I think the issue goes even deeper than verification. Verification is technically possible. You could, in theory, build a C compiler or a browser and use existing tests to confirm it works.
The harder problem is discovery: how do you build something entirely new, something that has no existing test suite to validate against?
Verification works because someone has already defined what "correct" looks like. There is possible a spec, or a reference implementation, or a set of expected behaviours. The system just has to match them.
But truly novel creation does not have ground truth to compare against and no predefined finish line. You are not just solving a problem. You are figuring out what the problem even is.
Because of the scale of generated code, often it is the AI verifying the AI's work.
At the end of the day you need humans who understand the business critical (or safety critical) systems that underpin the enterprise.
Someone needs to be held accountable when things go wrong. Someone needs to be able to explain to the CEO why this or that is impossible.
If you want to have AI generate all the code for your business critical software, fine, but you better make sure you understand it well. Sometimes the fastest path to deep understanding is just coding things out yourself - so be it.
This is why the truly critical software doesn’t get developed much faster when AI tools are introduced. The bottleneck isn’t how fast the code can be created, it’s how fast humans can construct their understanding before they put their careers on the line by deploying it.
Ofc… this doesn’t apply to prototypes, hackathons, POCs, etc. for those “low stakes” projects, vibe code away, if you wish.
I'm in the process of building v2.0 of my app using opus 4.6 and largely agree with this.
It's pretty awesome but still does a lot of basic idiotic stuff. I was implementing a feature that required a global keyboard shortcut and asked opus to define it, taking into account not to clash with common shortcuts. He built a field where only one modifier key was required. After mentioning that this was not safe since users could just define CTRL+C for the shortcut and we need more safeguards and require at least two modifier keys I got the usual "you're absolutely right" and proceeded to require two modifier keys. But then it also created a huge list of common shortcuts into a blacklist like copy, cut, paste, print, select all, etc.. basically a bunch of single modifier key shortcuts. Once I mentioned that since we're already forcing two modifier keys that's useless it said I'm right again and fixed it.
The counter point of this idiocy is that it's very good overall at a lot of what is (in my mind) much more complicated stuff. It's a .NET app and stuff like creating models, viewmodels, usercontrols, setting up the entire hosting DI with pretty much all best practices for .net it does it pretty awesomely.

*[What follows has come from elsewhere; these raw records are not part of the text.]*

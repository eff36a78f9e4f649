//! Application state shared across handlers.

use std::sync::Arc;

use secrecy::SecretString;
use sqlx::PgPool;

use crate::config::SiteConfig;
use crate::db::{MessageStore, PgMessageStore, PgProjectStore, ProjectStore, RepositoryError};
use crate::services::{
    AssetUploadOrchestrator, ListingCache, MessageRepository, ProjectRepository, SessionResolver,
};
use crate::storage::{BlobStore, HttpBlobStore};

/// Backends and settings the state is built from.
///
/// Production builds this from [`SiteConfig`]; tests pass in-memory stores.
pub struct Components {
    pub project_store: Arc<dyn ProjectStore>,
    pub message_store: Arc<dyn MessageStore>,
    pub blob_store: Arc<dyn BlobStore>,
    pub admin_secret: SecretString,
    pub upload_limit_bytes: usize,
}

/// Application state shared across all handlers.
///
/// This struct is cheaply cloneable via `Arc`. Every service is constructed
/// once here and handed to handlers; nothing is reached through globals.
#[derive(Clone)]
pub struct AppState {
    inner: Arc<AppStateInner>,
}

struct AppStateInner {
    sessions: SessionResolver,
    projects: ProjectRepository,
    messages: MessageRepository,
    uploads: AssetUploadOrchestrator,
    project_store: Arc<dyn ProjectStore>,
}

impl AppState {
    /// Build state from explicit components.
    #[must_use]
    pub fn from_components(components: Components) -> Self {
        let cache = ListingCache::new();

        Self {
            inner: Arc::new(AppStateInner {
                sessions: SessionResolver::new(components.admin_secret),
                projects: ProjectRepository::new(
                    Arc::clone(&components.project_store),
                    cache.clone(),
                ),
                messages: MessageRepository::new(components.message_store, cache),
                uploads: AssetUploadOrchestrator::new(
                    components.blob_store,
                    components.upload_limit_bytes,
                ),
                project_store: components.project_store,
            }),
        }
    }

    /// Build production state backed by `PostgreSQL` and HTTP object storage.
    #[must_use]
    pub fn new(config: &SiteConfig, pool: PgPool) -> Self {
        Self::from_components(Components {
            project_store: Arc::new(PgProjectStore::new(pool.clone())),
            message_store: Arc::new(PgMessageStore::new(pool)),
            blob_store: Arc::new(HttpBlobStore::new(&config.storage)),
            admin_secret: config.admin_secret.clone(),
            upload_limit_bytes: config.upload_limit_bytes,
        })
    }

    #[must_use]
    pub fn sessions(&self) -> &SessionResolver {
        &self.inner.sessions
    }

    #[must_use]
    pub fn projects(&self) -> &ProjectRepository {
        &self.inner.projects
    }

    #[must_use]
    pub fn messages(&self) -> &MessageRepository {
        &self.inner.messages
    }

    #[must_use]
    pub fn uploads(&self) -> &AssetUploadOrchestrator {
        &self.inner.uploads
    }

    /// Check the persistence store is reachable.
    ///
    /// # Errors
    ///
    /// Returns the store's error if it cannot be reached.
    pub async fn ping(&self) -> Result<(), RepositoryError> {
        self.inner.project_store.ping().await
    }
}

tl;dr is that training wheels are still mandatory imho
No one does currently, and its going to take a few very painful and high profile failures of vital systems for this industry to RELEARN its lesson about the price of speed.
In fact it will probably need to happen a few times PER org for the dust to settle. It will take several years.
No one really. Code is for humans to read and for machines to compile and execute. Llms are enabling people to just write the code and not have anyone read it. It’s solving a problem that didn’t really exist (we already had code generators before llms).
It’s such an intoxicating copyright-abuse slot machine that a buddy who is building an ocaml+htmx tree editor told me “I always get stuck and end up going to the llm to generate code. Usually when I get to the html part.” I asked if he used a debugger before that, he said “that’s a good idea”.
[dead]
no one wants to believe this but there will be a point soon when an ai code review meets your compliance requirements to go to production. is that 2026? no. but it will come
In his latest essay, Leonardo de Moura makes a compelling case that if AI is going to write a significant portion of the world’s software, then verification must scale alongside generation. Testing and code review were never sufficient guarantees, even for human-written systems; with AI accelerating output, they become fundamentally inadequate. Leo argues that the only sustainable path forward is machine-checked formal verification — shifting effort from debugging to precise specification, and from informal reasoning to mathematical proof checked by a small, auditable kernel. This is precisely the vision behind Lean: a platform where programs and proofs coexist, enabling AI not just to generate code, but to generate code with correctness guarantees. Rather than slowing development, Lean-style verification enables trustworthy automation at scale.
You do. Even the latest models still frequently write really weird code. The problem is some developers now just submit code for review that they didn't bother to read. You can tell. Code review is more important than ever imho.